Richard Thompson - Ship to Shore (2024)
di Nicola Gervasini
Sebbene sia “in pista” dal 1966, Richard Thompson ha “solo” 75 anni, e se avete letto la sua autobiografia (Beeswing, in Italia tradotta e pubblicata dalla Jimenez), vi sarete resi conto che a vent'anni aveva già fatto abbastanza per entrare nella storia della musica, anche se per i tempi era persino usuale (pensiamo a Steve Winwood). Questo per dire che il fatto che per la prima volta nella sua lunga carriera si sia preso una pausa discografica di ben sei anni dal precedente 13 Rivers, davvero irrituale per uno stacanovista discografico come lui, non deve suonare come un sintomo di stanchezza, ma di giusta calma di qualcuno che, ancora pieno di forze, non ha bisogno più di correre per sfogarle.
Thompson fa parte di quella schiera di autori stranieri (penso, per esempio, anche a Bruce Cockburn) dalla carriera praticamente perfetta, eppure oggetto di un culto quasi carbonaro in Italia. Non è tuttavia per pura abitudine di parlarne bene (forse giusto per Front Parlour Ballads nel 2005 siamo stati freddini su queste pagine) che ve lo proponiamo come disco del mese, ma solo perché Ship To Shore ribadisce, se mai ce ne fosse bisogno, come si scrive e come si deve suonare una canzone folk-rock.
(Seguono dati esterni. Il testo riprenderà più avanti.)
use heroku_applink_client::RequestMethod;
use serde_json::{json, Value};

use super::{is_success, RestApiRequest};
use crate::data_cloud::DataCloudQueryResult;
use crate::error::{Error, Result};
use crate::parse::error_from_response;

const QUERY_PATH: &str = "api/v2/query";

fn query_url(org_domain_url: &str, suffix: &str) -> String {
    format!(
        "{}/{}{}",
        org_domain_url.trim_end_matches('/'),
        QUERY_PATH,
        suffix
    )
}

fn process_query_response(status: u16, body: Option<Value>) -> Result<DataCloudQueryResult> {
    if !is_success(status) {
        return Err(error_from_response(status, body));
    }

    let body = body.ok_or_else(|| {
        Error::unexpected_payload("expected a Data Cloud query result, got an empty body")
    })?;
    Ok(serde_json::from_value(body)?)
}

/// `POST /api/v2/query`: run an ANSI SQL query against Data Cloud.
#[derive(Debug, Clone, PartialEq, Eq)]
pub struct DataCloudQueryRequest {
    sql: String,
}

impl DataCloudQueryRequest {
    pub fn new(sql: impl Into<String>) -> Self {
        Self { sql: sql.into() }
    }

    pub fn sql(&self) -> &str {
        &self.sql
    }
}

impl RestApiRequest for DataCloudQueryRequest {
    type Output = DataCloudQueryResult;

    /// Data Cloud endpoints are not versioned under `/services/data`.
    fn url(&self, org_domain_url: &str, _api_version: &str) -> String {
        query_url(org_domain_url, "")
    }

    fn http_method(&self) -> RequestMethod {
        RequestMethod::Post
    }

    fn request_body(&self) -> Option<Value> {
        Some(json!({ "sql": self.sql }))
    }

    async fn process_response(
        &self,
        status: u16,
        body: Option<Value>,
    ) -> Result<DataCloudQueryResult> {
        process_query_response(status, body)
    }
}

/// `GET /api/v2/query/<nextBatchId>`: the next batch of a Data Cloud query.
#[derive(Debug, Clone, PartialEq, Eq)]
pub struct DataCloudNextBatchRequest {
    next_batch_id: String,
}

impl DataCloudNextBatchRequest {
    pub fn new(next_batch_id: impl Into<String>) -> Self {
        Self {
            next_batch_id: next_batch_id.into(),
        }
    }

    pub fn next_batch_id(&self) -> &str {
        &self.next_batch_id
    }
}

impl RestApiRequest for DataCloudNextBatchRequest {
    type Output = DataCloudQueryResult;

    fn url(&self, org_domain_url: &str, _api_version: &str) -> String {
        query_url(org_domain_url, &format!("/{}", self.next_batch_id))
    }

    fn http_method(&self) -> RequestMethod {
        RequestMethod::Get
    }

    fn request_body(&self) -> Option<Value> {
        None
    }

    async fn process_response(
        &self,
        status: u16,
        body: Option<Value>,
    ) -> Result<DataCloudQueryResult> {
        process_query_response(status, body)
    }
}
E come magari - pur lavorando ovviamente anche molto di mestiere, come nell’iniziale Freeze o in Turnstile Casanova, che entrano nel suo lungo catalogo di veloci cavalcate alla Tear Stained Letter (per citarne una divenuta anche famosa e riletta da molti) - già una The Fear Never Leaves You o una What’s Left To Lose appaiano quali piccole opere d’arte di songwriting, e visto che parliamo di un maestro in tutti i sensi (da sempre svolge anche l’attività di insegnante di chitarra e musica), direi anche un vero e proprio manuale d’istruzioni per i cantautori più giovani (e ce ne sono che sicuramente tengono i suoi dischi in bacheca, penso a Sam Amidon o Steve Gunn).
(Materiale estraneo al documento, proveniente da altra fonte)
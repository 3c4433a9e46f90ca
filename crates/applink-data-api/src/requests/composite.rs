use std::collections::{HashMap, HashSet};

use heroku_applink_client::RequestMethod;
use serde::Deserialize;
use serde_json::{json, Value};
use tracing::{debug, warn};

use super::{data_url, is_success, RecordMutation, RestApiRequest};
use crate::error::{Error, ErrorKind, InnerSalesforceRestApiError, Result, SalesforceRestApiError};
use crate::parse::{error_from_response, json_kind};
use crate::reference_id::ReferenceId;

/// Id of the single graph in every request.
const GRAPH_ID: &str = "graph";

/// Response from a composite graph request.
#[derive(Debug, Clone, Deserialize)]
struct CompositeGraphResponse {
    graphs: Vec<GraphResult>,
}

#[derive(Debug, Clone, Deserialize)]
struct GraphResult {
    #[serde(rename = "graphId", default)]
    graph_id: String,
    #[serde(rename = "graphResponse")]
    graph_response: GraphResponse,
    #[serde(rename = "isSuccessful", default)]
    is_successful: Option<bool>,
}

#[derive(Debug, Clone, Deserialize)]
struct GraphResponse {
    #[serde(rename = "compositeResponse")]
    composite_response: Vec<CompositeSubresponse>,
}

/// Response from a single node of the graph.
#[derive(Debug, Clone, Deserialize)]
struct CompositeSubresponse {
    #[serde(default)]
    body: Value,
    #[serde(rename = "httpStatusCode")]
    http_status_code: u16,
    #[serde(rename = "referenceId")]
    reference_id: String,
}

/// `POST /composite/graph`: run several requests as one graph.
///
/// Sub-requests are sent in insertion order and may refer to records created
/// earlier in the graph through [`ReferenceId::placeholder`]. Each
/// sub-response is handed back to the sub-request that produced it, and the
/// results are returned keyed by reference id.
#[derive(Debug, Clone)]
pub struct CompositeGraphRestApiRequest<R = RecordMutation> {
    api_version: String,
    sub_requests: Vec<(ReferenceId, R)>,
}

impl<R: RestApiRequest> CompositeGraphRestApiRequest<R> {
    /// `api_version` is used for the sub-request URLs inside the graph.
    pub fn new(api_version: impl Into<String>, sub_requests: Vec<(ReferenceId, R)>) -> Self {
        Self {
            api_version: api_version.into(),
            sub_requests,
        }
    }

    pub fn len(&self) -> usize {
        self.sub_requests.len()
    }

    pub fn is_empty(&self) -> bool {
        self.sub_requests.is_empty()
    }

    pub fn reference_ids(&self) -> impl Iterator<Item = &ReferenceId> {
        self.sub_requests.iter().map(|(reference_id, _)| reference_id)
    }

    fn sub_request(&self, reference_id: &str) -> Option<(&ReferenceId, &R)> {
        self.sub_requests
            .iter()
            .find(|(id, _)| id.id() == reference_id)
            .map(|(id, request)| (id, request))
    }
}

impl<R: RestApiRequest> RestApiRequest for CompositeGraphRestApiRequest<R> {
    type Output = HashMap<ReferenceId, R::Output>;

    fn url(&self, org_domain_url: &str, api_version: &str) -> String {
        data_url(org_domain_url, api_version, "composite/graph")
    }

    fn http_method(&self) -> RequestMethod {
        RequestMethod::Post
    }

    fn request_body(&self) -> Option<Value> {
        let composite_request: Vec<Value> = self
            .sub_requests
            .iter()
            .map(|(reference_id, request)| {
                let mut node = json!({
                    "method": request.http_method().as_str(),
                    "url": request.url("", &self.api_version),
                    "referenceId": reference_id.id(),
                });
                if let Some(body) = request.request_body() {
                    node["body"] = body;
                }
                node
            })
            .collect();

        Some(json!({
            "graphs": [{
                "graphId": GRAPH_ID,
                "compositeRequest": composite_request,
            }]
        }))
    }

    async fn process_response(&self, status: u16, body: Option<Value>) -> Result<Self::Output> {
        if !is_success(status) {
            return Err(error_from_response(status, body));
        }

        let body = match body {
            Some(body @ Value::Object(_)) => body,
            Some(other) => {
                return Err(Error::unexpected_payload(format!(
                    "expected a composite graph response object, got {}",
                    json_kind(&other)
                )))
            }
            None => {
                return Err(Error::unexpected_payload(
                    "expected a composite graph response object, got an empty body",
                ))
            }
        };

        let response: CompositeGraphResponse = serde_json::from_value(body).map_err(|e| {
            Error::with_source(
                ErrorKind::UnexpectedPayload(format!("malformed composite graph response: {}", e)),
                e,
            )
        })?;

        let graph = response
            .graphs
            .into_iter()
            .next()
            .ok_or_else(|| Error::unexpected_payload("composite graph response has no graphs"))?;
        debug!(
            graph_id = %graph.graph_id,
            is_successful = ?graph.is_successful,
            nodes = graph.graph_response.composite_response.len(),
            "Processing composite graph response"
        );

        let mut results = HashMap::with_capacity(self.sub_requests.len());
        let mut api_errors: Vec<InnerSalesforceRestApiError> = Vec::new();
        let mut failed = false;
        let mut seen = HashSet::with_capacity(self.sub_requests.len());

        for node in graph.graph_response.composite_response {
            let (reference_id, request) = self.sub_request(&node.reference_id).ok_or_else(|| {
                Error::unexpected_payload(format!(
                    "composite graph response references unknown referenceId '{}'",
                    node.reference_id
                ))
            })?;
            if !seen.insert(reference_id) {
                return Err(Error::unexpected_payload(format!(
                    "composite graph response repeats referenceId '{}'",
                    reference_id
                )));
            }

            let node_body = match node.body {
                Value::Null => None,
                body => Some(body),
            };

            match request.process_response(node.http_status_code, node_body).await {
                Ok(output) => {
                    results.insert(reference_id.clone(), output);
                }
                Err(Error {
                    kind: ErrorKind::RestApi(err),
                    ..
                }) => {
                    failed = true;
                    api_errors.extend(err.api_errors.into_iter().map(|api_error| {
                        if api_error.reference_id.is_some() {
                            api_error
                        } else {
                            api_error.with_reference_id(reference_id.clone())
                        }
                    }));
                }
                Err(err) => return Err(err),
            }
        }

        if failed {
            warn!(
                errors = api_errors.len(),
                "Composite graph reported sub-request errors"
            );
            return Err(SalesforceRestApiError::new(api_errors).into());
        }

        if let Some((missing, _)) = self
            .sub_requests
            .iter()
            .find(|(reference_id, _)| !results.contains_key(reference_id))
        {
            return Err(Error::unexpected_payload(format!(
                "composite graph response has no entry for referenceId '{}'",
                missing
            )));
        }

        Ok(results)
    }
}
Per il resto, chi lo segue da tempo e legge i credits (si torna all’autoproduzione stavolta, dopo una serie di incontri con produttori importanti come Jeff Tweedy o Buddy Miller) sa che prima o poi lo splendido batterista Michael Jerome darà spettacolo (accade ad esempio in Trust), sa che il violino di David Mansfield entra sempre con tatto e gran gusto nella canzone senza invadere il campo (Singapore Sadie), e che quando Richard si siede con l’acustica e intona una triste ballata come The Day That I Give In ci ricorda quanto sia un raro miracolo che un musicista tecnicamente perfetto sia anche una autore e interprete così sensibile.
Visto che i complimenti si sprecano, poi magari togliamo un briciolo di eccessiva benevolenza alla recensione notando che dopo il brillantissimo Sweet Warrior del 2007, anche lui ha un po’ smesso di cercare variazioni al tema e viaggia sempre sul sicuro (brani come The Old Pack Mule o il lungo assolo di Maybe potremmo dire che esistevano già nel suo repertorio, repetita iuvant insomma), ma non è più tempo di rischiare per nessuno ormai, e basta una Lost In The Crowd a renderci felici del fatto che Thomspon sia sempre qui con noi a raccontarci le sue storie.